MUNCHIES: How long did you have to wait today? William K: I waited just about a solid five hours.

Would you say that it was worth the wait? Very, because I have really wanted to go to a cat café for all my life. This is probably as close to Japanese culture as I can get.

Have you been to a cat café before? I wish. It's my dream. So when I heard that they were holding a cat café here in New York City, I just had to come.

Did you get anything to eat or drink from the café? I'm saving that for the end. I've got to get all of the cuteness out of the way before I go for grubs.

Do you ever visit animal shelters or cat rescues? Not that I can say … no.

Do you have any cats at home? I wish. I am a big cat lover. I do like dogs too, but I've always been a cat person. I just love the black and white cats. There's something about a black cat that is very nice. There's a stigma about the bad look with black cats, but I don't think so. I think black cats are just very "mystique." And of course, I like white cats as well. They're kind of the opposite of it. There's something about albino cats that is very pure … like, a pure white snow cat.

Why don't you get a cat? Financial reasons, plus making sure that my environment is safe.

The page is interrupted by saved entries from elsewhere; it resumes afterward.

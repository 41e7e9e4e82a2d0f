//! Core runtime: the orchestrator that ties sessions, the event log,
//! provider streaming, tool dispatch, and hooks into one linearized loop
//! per session.
//!
//! Entry points: [`orchestrator::Orchestrator`] for session lifecycle and
//! [`turn::spawn_turn`] for driving one prompt end-to-end.

pub mod active;
pub mod cancel;
pub mod compaction;
pub mod orchestrator;
pub mod projection;
pub mod trackers;
pub mod turn;

use sb_domain::event::{Event, EventBody};
use sb_events::AppendEvent;
use sb_hooks::{BlockingOutcome, HookSink, HookType};
use sb_protocol::{ServerEvent, ServerEventKind};

use crate::runtime::active::ActiveSession;
use crate::state::CoreState;

// ━━━━━━━━━━━━━━━━━━━━━━━━━━━━━━━━━━━━━━━━━━━━━━━━━━━━━━━━━━━━━━━━━━
// Fan-out helpers
// ━━━━━━━━━━━━━━━━━━━━━━━━━━━━━━━━━━━━━━━━━━━━━━━━━━━━━━━━━━━━━━━━━━

/// Push a persisted event to subscribers as `event.new`.
pub(crate) fn emit_event(state: &CoreState, event: &Event) {
    let data = serde_json::to_value(event).unwrap_or_default();
    state.fanout.emit(ServerEvent::new(
        ServerEventKind::EventNew,
        Some(event.session_id.clone()),
        data,
    ));
}

/// Push a typed agent event to subscribers.
pub(crate) fn emit(
    state: &CoreState,
    kind: ServerEventKind,
    session_id: &str,
    data: serde_json::Value,
) {
    state
        .fanout
        .emit(ServerEvent::new(kind, Some(session_id.to_owned()), data));
}

// ━━━━━━━━━━━━━━━━━━━━━━━━━━━━━━━━━━━━━━━━━━━━━━━━━━━━━━━━━━━━━━━━━━
// Hook plumbing
// ━━━━━━━━━━━━━━━━━━━━━━━━━━━━━━━━━━━━━━━━━━━━━━━━━━━━━━━━━━━━━━━━━━

/// Record a blocking chain's lifecycle into the log (`hook.triggered` +
/// `hook.completed` per executed hook). Best-effort: a failed append is
/// logged, not fatal.
pub(crate) fn record_hook_chain(
    state: &CoreState,
    session: &ActiveSession,
    hook_type: HookType,
    outcome: &BlockingOutcome,
) {
    for (i, name) in outcome.triggered.iter().enumerate() {
        let is_last = i + 1 == outcome.triggered.len();
        let result = if is_last && outcome.blocked.is_some() {
            "block"
        } else {
            "continue"
        };

        for body in [
            EventBody::HookTriggered {
                hook_name: name.clone(),
                hook_type: hook_type.as_str().to_owned(),
            },
            EventBody::HookCompleted {
                hook_name: name.clone(),
                outcome: result.to_owned(),
            },
        ] {
            match session.append_event(&state.store, body, None) {
                Ok(ev) => emit_event(state, &ev),
                Err(e) => {
                    tracing::warn!(hook = %name, error = %e, "failed to record hook lifecycle")
                }
            }
        }
    }
}

/// Sink that turns background hook lifecycle into persisted events plus
/// fan-out pushes.
pub(crate) struct EventHookSink {
    pub state: CoreState,
}

impl EventHookSink {
    fn record(&self, session_id: &str, body: EventBody, kind: ServerEventKind) {
        match self.state.store.append(AppendEvent {
            session_id: session_id.to_owned(),
            body,
            parent_id: None,
        }) {
            Ok(ev) => {
                emit_event(&self.state, &ev);
                emit(
                    &self.state,
                    kind,
                    session_id,
                    serde_json::to_value(&ev.body).unwrap_or_default(),
                );
            }
            Err(e) => {
                tracing::warn!(session_id, error = %e, "failed to record background hook event")
            }
        }
    }
}

impl HookSink for EventHookSink {
    fn background_started(&self, session_id: &str, hook_name: &str) {
        self.record(
            session_id,
            EventBody::HookBackgroundStarted {
                hook_name: hook_name.to_owned(),
            },
            ServerEventKind::HookBackgroundStarted,
        );
    }

    fn background_completed(&self, session_id: &str, hook_name: &str, error: Option<String>) {
        self.record(
            session_id,
            EventBody::HookBackgroundCompleted {
                hook_name: hook_name.to_owned(),
                error,
            },
            ServerEventKind::HookBackgroundCompleted,
        );
    }
}

// ━━━━━━━━━━━━━━━━━━━━━━━━━━━━━━━━━━━━━━━━━━━━━━━━━━━━━━━━━━━━━━━━━━
// Small helpers
// ━━━━━━━━━━━━━━━━━━━━━━━━━━━━━━━━━━━━━━━━━━━━━━━━━━━━━━━━━━━━━━━━━━

/// Truncate to at most `max` bytes on a char boundary.
pub(crate) fn truncate_str(s: &str, max: usize) -> String {
    if s.len() <= max {
        return s.to_owned();
    }
    let mut end = max;
    while end > 0 && !s.is_char_boundary(end) {
        end -= 1;
    }
    format!("{}...", &s[..end])
}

If I were to get a cat I would want preparations first.

Did you have the ears before, or did you purchase them just for today? Oh, I had them before. I got these at New York Comic-Con from playing Super Mario Bros 3-D World for Wii.

Photo by Jacob Shpall

Above, Roz and her new friend.

MUNCHIES: How long did you have to wait to get in? Roz: About four hours. But now that I'm in here, the wait pales in comparison to the awesomeness of all of these kitties. Although, I was kind of grumpy when it started raining.

Do you have any cats of your own? I have 2 cats, Lucy and Mitzy. But if you spend enough time with a new cat, you have to kind of earn its trust a bit unless it's a really friendly cat. It's like a whole new experience when a cat lets you pet them, and it feels good.

Did you get anything from the café? No, I just ran right in here because I was so excited.

Photo by Jacob Shpall

Above, Beth and Stephen.

MUNCHIES: How long did you have to wait to get in? Stephen: Four hours, I think. We got here at noon.

Would you consider adopting one of these cats? Beth: I've been looking to adopt a cat, so this is the perfect opportunity. All of them seem so cute, but since they're so tired it's hard to tell [what they're like]. It's been a long day. I mean, I'd feel the same way.

Did you get anything from café? Stephen: Catuccinos. They're so cute. I don't even drink coffee; I just liked the little cat face.

Photo by Jacob Shpall

Above, Jeff, Eric, and Margie.

MUNCHIES: How long have you guys been in line? Eric: So far, we've been in line for about two hours.

You guys got any cats? Eric: My roommates have two cats, but one is shitty and is moving out soon. Margie: I want a cat, but my boyfriend would kill me if I came home with one.

If there was a dog café, would you go to it? Jeff: I don't think so. It would get chaotic and messy. Eric: Yeah, I don't think so. They need so much attention.

What about a reptile café? Jeff: Yeah, I would go to a reptile café for the experience. Eric: Me too, definitely.